I use one of these for astronomy (this isn't me by the way):







The red light helps you see things at lower intensity. I reckon €15 would power it for about 15 years if you're frugal. Get a pair of those nice warm mitts too ... cut down on heating at the same time.  Plus your house will have a lovely ambient feel like the set of _The Hunt for Red October_.


----------



## Marsha25 (12 Aug 2017)

I'd still change the locks.


----------



## dub_nerd (12 Aug 2017)

Marsha25 said:


> I'd still change the locks.


Sounds like a coin slot on the door would be just as effective.


----------



## PaddyBloggit (13 Aug 2017)

I would still change the locks.


----------



## Marcia (14 Aug 2017)

I can't change the locks every time a lodger leaves! In that case I'd be changing them once a year because most lodgers only stay that long. Once the keys are returned I'm not anticipating any further problems. I'm not afraid of the person.


----------



## odyssey06 (14 Aug 2017)

Marcia said:


> I can't change the locks every time a lodger leaves! In that case I'd be changing them once a year because most lodgers only stay that long. Once the keys are returned I'm not anticipating any further problems. I'm not afraid of the person.



If you have one and still the manual for it, possibly you could change the code on house alarm.
If you have something like Phonewatch, remove this person from the list of keyholders etc etc


----------



## Marcia (6 Sep 2017)

Latest chapter in the saga - a few days after the last incident of late rent and only paying 30% of the electricity bill, I told her to leave by 16th September (half a month) which she accepted.  September's rent (last rent before she leaves) was due on 1st September and it's now the 6th and she still hasn't paid it.  She never said anything until I asked her where it is and then she said she wants me to use her deposit for her last rent payment which is the same amount of money (I only took half a month's rent as a deposit when she moved in).  I told her I'm not using her deposit as rent and she either pays the rent or leaves this coming Friday (8th).  She's insisting that either I keep the deposit as rent or give it back to her, in full, with no deductions and only then will she hand over the keys.  She's afraid that I will deduct what she owes me for the upcoming gas & electricity bills. Of course I will - the deposit is used for outstanding bills as well as payment for any damage etc.  She knows this, it was in the agreement she signed.  I don't think she will pay the bills once she leaves.

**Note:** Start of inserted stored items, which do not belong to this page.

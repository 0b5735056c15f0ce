//! Cluster Configuration Module
//!
//! Provides configuration loading for processes joining the cluster.
//! Supports loading from TOML files with environment-specific overrides.

use crate::properties::{duration_millis, duration_secs, PoolSettings};
use anyhow::{Context, Result};
use config_crate::{Config, Environment, File};
use serde::{Deserialize, Serialize};
use std::collections::HashMap;
use std::path::{Path, PathBuf};
use std::time::Duration;
use tracing::{debug, info, warn};

/// Main cluster configuration structure
#[derive(Debug, Deserialize, Serialize, Clone, Default)]
#[serde(default)]
pub struct ClusterConfig {
    /// Identity of this process within the cluster
    pub node: NodeSettings,

    /// Connection pool settings
    pub pool: PoolSettings,

    /// Health monitor schedules
    pub monitor: MonitorSettings,

    /// Proxy retry behaviour
    pub proxy: ProxySettings,
}

/// Identity of the local host and process
#[derive(Debug, Deserialize, Serialize, Clone)]
#[serde(default)]
pub struct NodeSettings {
    pub host_name: String,
    pub process_name: String,
    /// Arbitrary host properties published with the host binding
    pub properties: HashMap<String, String>,
}

impl Default for NodeSettings {
    fn default() -> Self {
        Self {
            host_name: "localhost".to_string(),
            process_name: "process-1".to_string(),
            properties: HashMap::new(),
        }
    }
}

/// Health monitor schedules
#[derive(Debug, Deserialize, Serialize, Clone, PartialEq, Eq)]
#[serde(default)]
pub struct MonitorSettings {
    #[serde(rename = "process_poll_interval_secs", with = "duration_secs")]
    pub process_poll_interval: Duration,
    #[serde(rename = "service_poll_interval_secs", with = "duration_secs")]
    pub service_poll_interval: Duration,
    #[serde(rename = "ping_timeout_ms", with = "duration_millis")]
    pub ping_timeout: Duration,
}

impl Default for MonitorSettings {
    fn default() -> Self {
        Self {
            process_poll_interval: Duration::from_secs(15),
            service_poll_interval: Duration::from_secs(30),
            ping_timeout: Duration::from_millis(5_000),
        }
    }
}

/// Proxy retry behaviour
#[derive(Debug, Deserialize, Serialize, Clone, PartialEq, Eq)]
#[serde(default)]
pub struct ProxySettings {
    /// Attempts per instance on communication failures
    pub retry_limit: u32,
    #[serde(rename = "retry_delay_ms", with = "duration_millis")]
    pub retry_delay: Duration,
}

impl Default for ProxySettings {
    fn default() -> Self {
        Self {
            retry_limit: 3,
            retry_delay: Duration::from_millis(100),
        }
    }
}

impl ClusterConfig {
    /// Load configuration from files with environment overrides
    pub fn load(base_path: Option<&Path>, environment: Option<&str>) -> Result<Self> {
        let base = base_path.unwrap_or(Path::new("config/cluster.toml"));

        let mut builder = Config::builder().add_source(File::from(base).required(false));

        // Add environment-specific overrides if specified
        if let Some(env) = environment {
            let env_file = PathBuf::from("config/environments").join(format!("{}.toml", env));

            if env_file.exists() {
                info!("Loading environment config: {:?}", env_file);
                builder = builder.add_source(File::from(env_file));
            } else {
                warn!("Environment config not found: {:?}", env_file);
            }
        }

        // Override with environment variables (CLUSTER__ prefix)
        builder = builder.add_source(
            Environment::with_prefix("CLUSTER")
                .prefix_separator("__")
                .separator("__")
                .try_parsing(true),
        );

        let config: Self = builder
            .build()
            .context("Failed to build configuration")?
            .try_deserialize()
            .context("Failed to deserialize configuration")?;

        config
            .pool
            .validate()
            .context("Invalid connection pool settings")?;

        debug!(
            host = %config.node.host_name,
            process = %config.node.process_name,
            "Cluster configuration loaded"
        );
        Ok(config)
    }

    /// Expand environment variables in node identity values
    pub fn expand_env_vars(&mut self) -> Result<()> {
        let host = shellexpand::env(&self.node.host_name).context("Failed to expand host name")?;
        self.node.host_name = host.to_string();

        let process =
            shellexpand::env(&self.node.process_name).context("Failed to expand process name")?;
        self.node.process_name = process.to_string();

        Ok(())
    }
}

/// Convenience function to load configuration with defaults
pub fn load_config(path: Option<&Path>, environment: Option<&str>) -> Result<ClusterConfig> {
    let mut config = ClusterConfig::load(path, environment)?;
    config.expand_env_vars()?;
    Ok(config)
}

I had a row with her last night - she says two previous landlords didn't give her back her deposit.  I wonder why !  She also said she doesn't think it's a big deal that her rent was 8 days late in August and so far 4 days late for September - as long as she eventually pays it !  She also said I don't trust her and seemed insulted about this !!!?

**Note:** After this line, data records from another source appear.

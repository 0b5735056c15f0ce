//! Tree cache primitive
//!
//! The registry stores its state in a tree-shaped cache that is assumed to
//! be replicated across the cluster by someone else. [`TreeCache`] is the
//! whole contract the registry relies on; [`MemoryTreeCache`] implements it
//! for a single process and for tests. A distributed store can be dropped in
//! behind the same trait.

use super::binding::{HostBinding, ProcessBinding, ServiceRegistryBinding};
use super::error::CacheError;
use parking_lot::RwLock;
use std::collections::BTreeMap;
use std::fmt;
use std::sync::atomic::{AtomicU64, Ordering};
use std::sync::Arc;
use tracing::trace;

pub type CacheResult<T> = std::result::Result<T, CacheError>;

/// Structured key of a node: host / process / "Services" / service id
#[derive(Debug, Clone, PartialEq, Eq, Hash, PartialOrd, Ord, Default)]
pub struct NodePath(Vec<String>);

impl NodePath {
    pub fn root() -> Self {
        Self(Vec::new())
    }

    pub fn child(&self, name: impl Into<String>) -> Self {
        let mut segments = self.0.clone();
        segments.push(name.into());
        Self(segments)
    }

    pub fn parent(&self) -> Option<Self> {
        if self.0.is_empty() {
            None
        } else {
            Some(Self(self.0[..self.0.len() - 1].to_vec()))
        }
    }

    pub fn name(&self) -> Option<&str> {
        self.0.last().map(String::as_str)
    }

    pub fn depth(&self) -> usize {
        self.0.len()
    }

    pub fn is_root(&self) -> bool {
        self.0.is_empty()
    }

    /// True for `self` and every descendant of `self`
    pub fn starts_with(&self, prefix: &NodePath) -> bool {
        self.0.starts_with(&prefix.0)
    }
}

impl fmt::Display for NodePath {
    fn fmt(&self, f: &mut fmt::Formatter<'_>) -> fmt::Result {
        write!(f, "/{}", self.0.join("/"))
    }
}

/// Value stored at a node
#[derive(Debug, Clone)]
pub enum RegistryNode {
    Host(HostBinding),
    Process(ProcessBinding),
    /// Grouping node without a value of its own
    Collection,
    Service(ServiceRegistryBinding),
}

impl RegistryNode {
    pub fn as_host(&self) -> Option<&HostBinding> {
        match self {
            RegistryNode::Host(host) => Some(host),
            _ => None,
        }
    }

    pub fn as_process(&self) -> Option<&ProcessBinding> {
        match self {
            RegistryNode::Process(process) => Some(process),
            _ => None,
        }
    }

    pub fn as_service(&self) -> Option<&ServiceRegistryBinding> {
        match self {
            RegistryNode::Service(service) => Some(service),
            _ => None,
        }
    }

    pub fn into_host(self) -> Option<HostBinding> {
        match self {
            RegistryNode::Host(host) => Some(host),
            _ => None,
        }
    }

    pub fn into_process(self) -> Option<ProcessBinding> {
        match self {
            RegistryNode::Process(process) => Some(process),
            _ => None,
        }
    }

    pub fn into_service(self) -> Option<ServiceRegistryBinding> {
        match self {
            RegistryNode::Service(service) => Some(service),
            _ => None,
        }
    }
}

#[derive(Debug, Clone, Copy, PartialEq, Eq)]
pub enum CacheEventKind {
    Created,
    Modified,
    Removed,
}

/// A committed mutation somewhere in the tree
#[derive(Debug, Clone, PartialEq, Eq)]
pub struct CacheEvent {
    pub path: NodePath,
    pub kind: CacheEventKind,
}

/// Observer of every mutation anywhere in the tree (no path filtering)
pub trait CacheListener: Send + Sync {
    fn node_changed(&self, event: &CacheEvent);
}

#[derive(Debug, Clone, Copy, PartialEq, Eq, Hash)]
pub struct ListenerId(u64);

/// Replicated tree-cache primitive consumed by the registry
pub trait TreeCache: Send + Sync {
    fn get(&self, path: &NodePath) -> Option<RegistryNode>;

    /// Replace the value of an existing node, keeping its children
    fn put(&self, path: &NodePath, node: RegistryNode) -> CacheResult<()>;

    /// Create a child under an existing parent. Returns `false`, leaving the
    /// existing value untouched, when the child already exists.
    fn add_child(&self, parent: &NodePath, name: &str, node: RegistryNode) -> CacheResult<bool>;

    fn get_child(&self, parent: &NodePath, name: &str) -> Option<RegistryNode> {
        self.get(&parent.child(name))
    }

    /// Remove a child and all of its descendants. Returns `false` when the
    /// child did not exist.
    fn remove_child(&self, parent: &NodePath, name: &str) -> bool;

    /// Names of the direct children of a node
    fn children(&self, path: &NodePath) -> Vec<String>;

    fn add_listener(&self, listener: Arc<dyn CacheListener>) -> ListenerId;

    fn remove_listener(&self, id: ListenerId);
}

/// In-process tree cache: ordered map from path to node
pub struct MemoryTreeCache {
    nodes: RwLock<BTreeMap<NodePath, RegistryNode>>,
    listeners: RwLock<Vec<(ListenerId, Arc<dyn CacheListener>)>>,
    next_listener_id: AtomicU64,
}

impl MemoryTreeCache {
    pub fn new() -> Self {
        Self {
            nodes: RwLock::new(BTreeMap::new()),
            listeners: RwLock::new(Vec::new()),
            next_listener_id: AtomicU64::new(1),
        }
    }

    pub fn len(&self) -> usize {
        self.nodes.read().len()
    }

    pub fn is_empty(&self) -> bool {
        self.nodes.read().is_empty()
    }

    fn exists(nodes: &BTreeMap<NodePath, RegistryNode>, path: &NodePath) -> bool {
        path.is_root() || nodes.contains_key(path)
    }

    /// Called with no lock held
    fn fire(&self, path: NodePath, kind: CacheEventKind) {
        let event = CacheEvent { path, kind };
        trace!(path = %event.path, kind = ?event.kind, "Tree cache mutation");

        let listeners: Vec<Arc<dyn CacheListener>> = self
            .listeners
            .read()
            .iter()
            .map(|(_, listener)| Arc::clone(listener))
            .collect();

        for listener in listeners {
            listener.node_changed(&event);
        }
    }
}

impl Default for MemoryTreeCache {
    fn default() -> Self {
        Self::new()
    }
}

impl TreeCache for MemoryTreeCache {
    fn get(&self, path: &NodePath) -> Option<RegistryNode> {
        self.nodes.read().get(path).cloned()
    }

    fn put(&self, path: &NodePath, node: RegistryNode) -> CacheResult<()> {
        {
            let mut nodes = self.nodes.write();
            let slot = nodes.get_mut(path).ok_or_else(|| CacheError::NoSuchNode {
                path: path.to_string(),
            })?;
            *slot = node;
        }
        self.fire(path.clone(), CacheEventKind::Modified);
        Ok(())
    }

    fn add_child(&self, parent: &NodePath, name: &str, node: RegistryNode) -> CacheResult<bool> {
        let path = parent.child(name);
        {
            let mut nodes = self.nodes.write();
            if !Self::exists(&nodes, parent) {
                return Err(CacheError::NoSuchNode {
                    path: parent.to_string(),
                });
            }
            if nodes.contains_key(&path) {
                return Ok(false);
            }
            nodes.insert(path.clone(), node);
        }
        self.fire(path, CacheEventKind::Created);
        Ok(true)
    }

    fn remove_child(&self, parent: &NodePath, name: &str) -> bool {
        let path = parent.child(name);
        {
            let mut nodes = self.nodes.write();
            if !nodes.contains_key(&path) {
                return false;
            }
            let doomed: Vec<NodePath> = nodes
                .range(path.clone()..)
                .take_while(|(key, _)| key.starts_with(&path))
                .map(|(key, _)| key.clone())
                .collect();
            for key in doomed {
                nodes.remove(&key);
            }
        }
        self.fire(path, CacheEventKind::Removed);
        true
    }

    fn children(&self, path: &NodePath) -> Vec<String> {
        let depth = path.depth() + 1;
        self.nodes
            .read()
            .range(path.clone()..)
            .take_while(|(key, _)| key.starts_with(path))
            .filter(|(key, _)| key.depth() == depth)
            .filter_map(|(key, _)| key.name().map(str::to_string))
            .collect()
    }

    fn add_listener(&self, listener: Arc<dyn CacheListener>) -> ListenerId {
        let id = ListenerId(self.next_listener_id.fetch_add(1, Ordering::Relaxed));
        self.listeners.write().push((id, listener));
        id
    }

    fn remove_listener(&self, id: ListenerId) {
        self.listeners.write().retain(|(existing, _)| *existing != id);
    }
}

#[cfg(test)]
mod tests {
    use super::*;
    use parking_lot::Mutex;

    #[derive(Default)]
    struct Recorder {
        events: Mutex<Vec<CacheEvent>>,
    }

    impl CacheListener for Recorder {
        fn node_changed(&self, event: &CacheEvent) {
            self.events.lock().push(event.clone());
        }
    }

    fn path(segments: &[&str]) -> NodePath {
        segments.iter().fold(NodePath::root(), |p, s| p.child(*s))
    }

    #[test]
    fn test_add_child_requires_parent() {
        let cache = MemoryTreeCache::new();
        let err = cache
            .add_child(&path(&["h1"]), "p1", RegistryNode::Collection)
            .unwrap_err();
        assert!(matches!(err, CacheError::NoSuchNode { .. }));

        assert!(cache.add_child(&NodePath::root(), "h1", RegistryNode::Collection).unwrap());
        assert!(!cache.add_child(&NodePath::root(), "h1", RegistryNode::Collection).unwrap());
        assert!(cache.add_child(&path(&["h1"]), "p1", RegistryNode::Collection).unwrap());
    }

    #[test]
    fn test_children_are_direct_only() {
        let cache = MemoryTreeCache::new();
        cache.add_child(&NodePath::root(), "a", RegistryNode::Collection).unwrap();
        cache.add_child(&NodePath::root(), "a0", RegistryNode::Collection).unwrap();
        cache.add_child(&path(&["a"]), "x", RegistryNode::Collection).unwrap();
        cache.add_child(&path(&["a", "x"]), "deep", RegistryNode::Collection).unwrap();
        cache.add_child(&path(&["a"]), "y", RegistryNode::Collection).unwrap();

        assert_eq!(cache.children(&NodePath::root()), vec!["a", "a0"]);
        assert_eq!(cache.children(&path(&["a"])), vec!["x", "y"]);
        assert!(cache.children(&path(&["a0"])).is_empty());
    }

    #[test]
    fn test_remove_is_recursive() {
        let cache = MemoryTreeCache::new();
        cache.add_child(&NodePath::root(), "a", RegistryNode::Collection).unwrap();
        cache.add_child(&NodePath::root(), "a0", RegistryNode::Collection).unwrap();
        cache.add_child(&path(&["a"]), "x", RegistryNode::Collection).unwrap();
        cache.add_child(&path(&["a", "x"]), "deep", RegistryNode::Collection).unwrap();

        assert!(cache.remove_child(&NodePath::root(), "a"));
        assert!(cache.get(&path(&["a", "x", "deep"])).is_none());
        assert!(cache.get(&path(&["a0"])).is_some());
        assert_eq!(cache.len(), 1);
        assert!(!cache.remove_child(&NodePath::root(), "a"));
    }

    #[test]
    fn test_put_requires_existing_node() {
        let cache = MemoryTreeCache::new();
        assert!(cache.put(&path(&["missing"]), RegistryNode::Collection).is_err());
    }

    #[test]
    fn test_listeners_see_every_mutation() {
        let cache = MemoryTreeCache::new();
        let recorder = Arc::new(Recorder::default());
        let id = cache.add_listener(Arc::clone(&recorder) as Arc<dyn CacheListener>);

        cache.add_child(&NodePath::root(), "a", RegistryNode::Collection).unwrap();
        cache.put(&path(&["a"]), RegistryNode::Collection).unwrap();
        cache.remove_child(&NodePath::root(), "a");

        let kinds: Vec<CacheEventKind> = recorder.events.lock().iter().map(|e| e.kind).collect();
        assert_eq!(
            kinds,
            vec![CacheEventKind::Created, CacheEventKind::Modified, CacheEventKind::Removed]
        );

        cache.remove_listener(id);
        cache.add_child(&NodePath::root(), "b", RegistryNode::Collection).unwrap();
        assert_eq!(recorder.events.lock().len(), 3);
    }

    #[test]
    fn test_path_display() {
        assert_eq!(path(&["h", "p"]).to_string(), "/h/p");
        assert_eq!(path(&["h", "p"]).parent(), Some(path(&["h"])));
        assert_eq!(NodePath::root().parent(), None);
    }
}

So the situation is, she pays the rent or she leaves on Friday. As one week has passed in September since rent day, I will give her back one weeks rent on Friday in exchange for the keys.  If she refuses to hand over the keys or leave and hasn't paid the rent, I will give her notice of the locks being changed on Monday.  I'm hoping it wont come to this as that's quite expensive and hassle I don't need.


----------



## argolis (6 Sep 2017)

I was advised to change the locks between tenancies which I think is a good idea. That doesn't necessarily mean throwing away the old lock, if it's perfectly good. 

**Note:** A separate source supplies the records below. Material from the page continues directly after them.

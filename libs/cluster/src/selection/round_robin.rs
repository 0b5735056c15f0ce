//! Round-robin selection

use super::{PolicyKind, Result, SelectionError, SelectionPolicy};
use parking_lot::Mutex;

struct State<T> {
    local: Vec<T>,
    remote: Vec<T>,
    /// Next index into `local`
    local_cursor: usize,
    /// Next index into `local ++ remote`
    all_cursor: usize,
}

impl<T: Clone> State<T> {
    fn combined(&self) -> Vec<T> {
        self.local.iter().chain(self.remote.iter()).cloned().collect()
    }
}

/// Cycles through instances in list order. When local-preferring and local
/// instances exist, only the local list is cycled.
pub struct RoundRobinPolicy<T> {
    service_type: String,
    prefer_local: bool,
    state: Mutex<State<T>>,
}

impl<T> RoundRobinPolicy<T> {
    pub fn new(service_type: impl Into<String>, prefer_local: bool) -> Self {
        Self {
            service_type: service_type.into(),
            prefer_local,
            state: Mutex::new(State {
                local: Vec::new(),
                remote: Vec::new(),
                local_cursor: 0,
                all_cursor: 0,
            }),
        }
    }
}

fn rotated<T: Clone>(list: &[T], start: usize) -> Vec<T> {
    let start = start % list.len().max(1);
    list[start..].iter().chain(list[..start].iter()).cloned().collect()
}

impl<T> SelectionPolicy<T> for RoundRobinPolicy<T>
where
    T: Clone + Send + Sync,
{
    fn next_instance(&self) -> Result<T> {
        let mut state = self.state.lock();

        if self.prefer_local && !state.local.is_empty() {
            let index = state.local_cursor % state.local.len();
            state.local_cursor = (index + 1) % state.local.len();
            return Ok(state.local[index].clone());
        }

        let total = state.local.len() + state.remote.len();
        if total == 0 {
            return Err(SelectionError::service_not_found(&self.service_type));
        }
        let index = state.all_cursor % total;
        state.all_cursor = (index + 1) % total;
        let local_len = state.local.len();
        Ok(if index < local_len {
            state.local[index].clone()
        } else {
            state.remote[index - local_len].clone()
        })
    }

    fn instances(&self) -> Result<Vec<T>> {
        let state = self.state.lock();

        if self.prefer_local && !state.local.is_empty() {
            let mut ordered = rotated(&state.local, state.local_cursor);
            ordered.extend(state.remote.iter().cloned());
            return Ok(ordered);
        }

        let combined = state.combined();
        if combined.is_empty() {
            return Err(SelectionError::service_not_found(&self.service_type));
        }
        Ok(rotated(&combined, state.all_cursor))
    }

    fn update_services(&self, local: Vec<T>, remote: Vec<T>) {
        let mut state = self.state.lock();

        if local.len() != state.local.len() {
            state.local_cursor = 0;
        }
        if local.len() + remote.len() != state.local.len() + state.remote.len() {
            state.all_cursor = 0;
        }
        state.local = local;
        state.remote = remote;
    }

    fn kind(&self) -> PolicyKind {
        if self.prefer_local {
            PolicyKind::RoundRobinLocal
        } else {
            PolicyKind::RoundRobin
        }
    }
}

#[cfg(test)]
mod tests {
    use super::*;
    use proptest::prelude::*;
    use std::collections::HashSet;

    fn policy(local: &[&'static str], remote: &[&'static str], prefer_local: bool) -> RoundRobinPolicy<&'static str> {
        let policy = RoundRobinPolicy::new("Query", prefer_local);
        policy.update_services(local.to_vec(), remote.to_vec());
        policy
    }

    #[test]
    fn test_empty_policy_reports_not_found() {
        let policy = policy(&[], &[], false);
        assert!(matches!(
            policy.next_instance(),
            Err(SelectionError::ServiceNotFound { .. })
        ));
        assert!(policy.instances().is_err());

        let local_first = self::policy(&[], &[], true);
        assert!(local_first.next_instance().is_err());
    }

    #[test]
    fn test_local_and_remote_cycle() {
        let policy = policy(&["A", "B"], &["C"], false);
        let picks: Vec<_> = (0..4).map(|_| policy.next_instance().unwrap()).collect();
        assert_eq!(picks, vec!["A", "B", "C", "A"]);

        for window in picks.windows(3) {
            let distinct: HashSet<_> = window.iter().collect();
            assert_eq!(distinct.len(), 3);
        }
    }

    #[test]
    fn test_prefer_local_only_cycles_locals() {
        let policy = policy(&["A", "B"], &["C"], true);
        let picks: Vec<_> = (0..4).map(|_| policy.next_instance().unwrap()).collect();
        assert_eq!(picks, vec!["A", "B", "A", "B"]);
        // Remote instances still reachable for fan-out
        assert_eq!(policy.instances().unwrap(), vec!["A", "B", "C"]);
    }

    #[test]
    fn test_prefer_local_falls_back_to_remote() {
        let policy = policy(&[], &["C", "D"], true);
        assert_eq!(policy.next_instance().unwrap(), "C");
        assert_eq!(policy.next_instance().unwrap(), "D");
    }

    #[test]
    fn test_instances_start_at_cursor() {
        let policy = policy(&["A", "B"], &["C"], false);
        policy.next_instance().unwrap();
        assert_eq!(policy.instances().unwrap(), vec!["B", "C", "A"]);
        // Listing does not advance
        assert_eq!(policy.next_instance().unwrap(), "B");
    }

    #[test]
    fn test_cursor_resets_when_length_changes() {
        let policy = policy(&["A", "B"], &["C"], false);
        policy.next_instance().unwrap();
        policy.next_instance().unwrap();

        policy.update_services(vec!["A", "B"], vec!["D"]);
        assert_eq!(policy.next_instance().unwrap(), "D");

        policy.update_services(vec!["A"], vec![]);
        assert_eq!(policy.next_instance().unwrap(), "A");
    }

    proptest! {
        #[test]
        fn prop_each_instance_once_per_cycle(size in 1usize..12, split in 0usize..12, offset in 0usize..30) {
            let split = split.min(size);
            let all: Vec<usize> = (0..size).collect();
            let policy = RoundRobinPolicy::new("Query", false);
            policy.update_services(all[..split].to_vec(), all[split..].to_vec());

            for _ in 0..offset {
                policy.next_instance().unwrap();
            }
            let cycle: HashSet<usize> = (0..size).map(|_| policy.next_instance().unwrap()).collect();
            prop_assert_eq!(cycle.len(), size);
        }
    }
}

Just store one lock somewhere and hand it to the locksmith next time you need to switch, which means you're only paying for the labour. It should be a quick, reasonably priced job which will provide a decent amount of peace of mind.


----------



## Marsha25 (6 Sep 2017)

No need to get a locksmith out to change the lock. Take a photo of the lock to assist in buying a new one and do it yourself or get a handy neighbour/friend to do it. Can't say I'd be as trusting as to assume lodgers didn't have a second copy of key.   Hope she is long gone by Friday - she has some cheek not to expect to pay bills owing.


----------



## Leo (6 Sep 2017)

Marsha25 said:


> No need to get a locksmith out to change the lock.



Agreed, most locks are a simple enough to replace.


----------



## Marcia (6 Sep 2017)

I wouldn't be able to do it and I've nobody to ask. I priced a job with local locksmith - guts of €200 including keys


----------



## Marcia (6 Sep 2017)

She says she will pay what she owes but a) she left me short last month, telling me that she'll only pay up to30% of the electric bill from now on and b) I think she wants to transfer bill money into my account after she moves out. I don't trust her.


----------



## Marcia (7 Sep 2017)

She's agreed to pay me money now to cover the upcoming bills and I will give her back what she's over paid, before she leaves.  In exchange she gets to stay until the original eviction date.  I get my rent and her full contribution to the bills plus the money she left me short last month. I wont have to change the locks !


----------



## facetious (10 Sep 2017)

Personally, I would change the locks anyway. If she has had the key copied, she could enter your home in say 6 months time and steal things. Or she could sell the key to  burglar who could ransack your home and, though I stand to be corrected, your insurance company would dismiss any claim as there was no 'forced entry'.


----------



## PaddyBloggit (10 Sep 2017)

facetious said:


> I would change the locks anyway



+1


----------



## vandriver (10 Sep 2017)

facetious said:


> Personally, I would change the locks anyway. If she has had the key copied, she could enter your home in say 6 months time and steal things. Or she could sell the key to  burglar who could ransack your home and, though I stand to be corrected, your insurance company would dismiss any claim as there was no 'forced entry'.


God love your imagination.


----------



## Leo (11 Sep 2017)

facetious said:


> ...though I stand to be corrected, your insurance company would dismiss any claim as there was no 'forced entry'.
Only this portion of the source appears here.